How to remove Complexities in Islamic Finance
Islamic finance requires the provision of financial services in accordance with the Shari’ah ban on interest (Riba). It also requires that the financing provided is asset-based, often resulting in the purchasing, ownership, transfer, and transactions of real goods between counterparties. However, there is a tendency to structure transactions and financing so that Islamic finance contracts mimic conventional (debt) financial contracts: the result is a complex layering of transactions and the involvement of third parties in order to be Shari’ah compliant. This can create complexity and risks (credit, market, operational, and legal) at different stages in execution of the Islamic finance contract.
An example is the case of some home mortgages based on Murabahah (sale at cost plus profit) which can involve multiple transactions (including with more than one commodity) and multiple transfers of ownership and layering to ensure Shari’ah compliance. In the case illustrated above, a pure Murabahah contract can be compared with a more complex Tawarruq (purchase of commodities on a deferred payment basis) and Murabahah structure combining to provide funds to the purchaser (Mutawariq) for the purchase of the property. The transaction involves an agreement between the bank and the purchaser and the property seller and purchaser. In the case of pure Murabahah, the bank purchases the property sell it to the purchaser, pursuant to the Murabahah agreement. The deferred payment obligation of the purchaser is secured by a mortgage on the property, while the actual deferred payments are made. In the Tawarruq case, the bank does not itself purchase the property, but instead purchases a commodity, for example metal, and then sell it to the home purchaser at a price that includes a profit margin and involves a mortgage agreement. The purchaser then sells the commodity for cash, which is used (with any equity by the purchaser) to purchase property from the seller. The amount financed from the commodity (metal) Murabahah agreement is repaid to the bank over time as deferred payments, mimicking the payment structure of a conventional interest-based home loan. Murabahah transactions allow the contract to mimic a conventional mortgage, but with layering of the initial set of transactions and an increase in the number of counterparties involved through the life of the mortgage.
Monetary Policy and Liquidity Management Money and interbank markets for Shari’ah-compliant instruments have not yet developed in most countries, in part because of a lack of available instruments. Shari’ah-compliant central bank facilities are also limited, reflecting the difficulty in designing market-based instruments for monetary control and governments financing that satisfy the Islamic prohibition on ex ante interest payments. This has limited the scope for money market trading and the development of central bank liquidity facilities, both of which are necessary for market-based monetary policy. Implementing monetary policy in Islamic systems also requires an understanding of the implications of Islamic finance for the monetary transmission mechanism. This will be different than in conventional systems owing to the prohibition of interest, the shallowness of financial markets in many jurisdictions where Islamic banks operate, and typically higher levels of surplus liquidity.
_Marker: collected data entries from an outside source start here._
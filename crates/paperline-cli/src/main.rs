mod bell;
mod cli;
mod interrupt;
mod page;
mod screen;

fn main() {
    if let Err(e) = cli::run() {
        if e.downcast_ref::<interrupt::InterruptedError>().is_some() {
            std::process::exit(130);
        }
        eprintln!("{e:#}"); // pretty anyhow chain
        std::process::exit(1);
    }
}
//! Sound command handlers.

use anyhow::{Context, Result};
use paperline_core::config::Config;

fn label(enabled: bool) -> &'static str {
    if enabled { "on" } else { "off" }
}

/// Sets sounds on or off, or flips them when `enabled` is `None`.
pub fn set(mut config: Config, enabled: Option<bool>) -> Result<()> {
    match enabled {
        Some(enabled) => config.sound.enabled = enabled,
        None => {
            config.sound.toggle();
        }
    }

    Config::save_sound(config.sound).context("save sound setting")?;
    println!("Sound: {}", label(config.sound.enabled));
    Ok(())
}

pub fn volume(mut config: Config, level: f32) -> Result<()> {
    config.sound.set_volume(level);
    Config::save_sound(config.sound).context("save sound setting")?;
    println!("Volume: {:.1}", config.sound.volume);
    Ok(())
}

pub fn status(config: &Config) {
    println!(
        "Sound: {} (volume {:.1})",
        label(config.sound.enabled),
        config.sound.volume
    );
}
Moreover, in many economies where Islamic banks are reaching systemic importance, monetary policy is geared toward maintaining a fixed exchange rate. Nonetheless, some evidence suggests that central banks can maintain effective control over monetary conditions by adjusting bank liquidity and allowing this to affect the economy through the bank lending channel. However, the effectiveness of this approach is likely to wane as financial markets deepen, which suggests the need to explore the extent to which monetary authorities can also influence Islamic banks’ cost of credit by targeting the profit-sharing ratio of Interbank Mudarabah transactions.
Monetary policy implementation in dual systems will be particularly complicated. Islamic banks often operate in dual financial systems and, as a result, are influenced, especially at an early stage of development, by conventional monetary conditions and instruments through arbitrage between the conventional and Islamic sectors However, this transmission channel may have shortcomings given that Islamic interbank markets are often underdeveloped, limiting the scope for using market-oriented instruments to effect policy. This gap may become more important as the Islamic segment of the system grows in size.
Moreover, as discussed, the shortage of Shari’ah-compliant HQLAs reduces the collateral available for liquidity management, and may also affect the smooth functioning of the payment systems . These issues highlight the importance of developing more effective instruments for monetary policy under Islamic finance. Thus far, central banks have tended to focus on changes in reserve requirements and on open market operations that take the form of government and central bank Sukuk issuances or outright purchases and sales of tradable Sukuk (for example, in Iran, Malaysia).
Some central banks have also established standing facilities that utilize collateralized Murabahah, or reverse Murabahah (Tawarruq), which is allowed in some jurisdictions like Pakistan) for liquidity management. Some countries have also tried to develop Islamic interbank collateralized and uncollateralized instruments, mainly in the form of Murabahah contracts (in the former case collateralized with commodities).
However, the key priorities remain to bolster the supply of Shari’ah-compliant liquidity instruments and sovereign Sukuk, and to work to develop the infrastructure necessary to facilitate a deepening of interbank money markets for Islamic financial markets.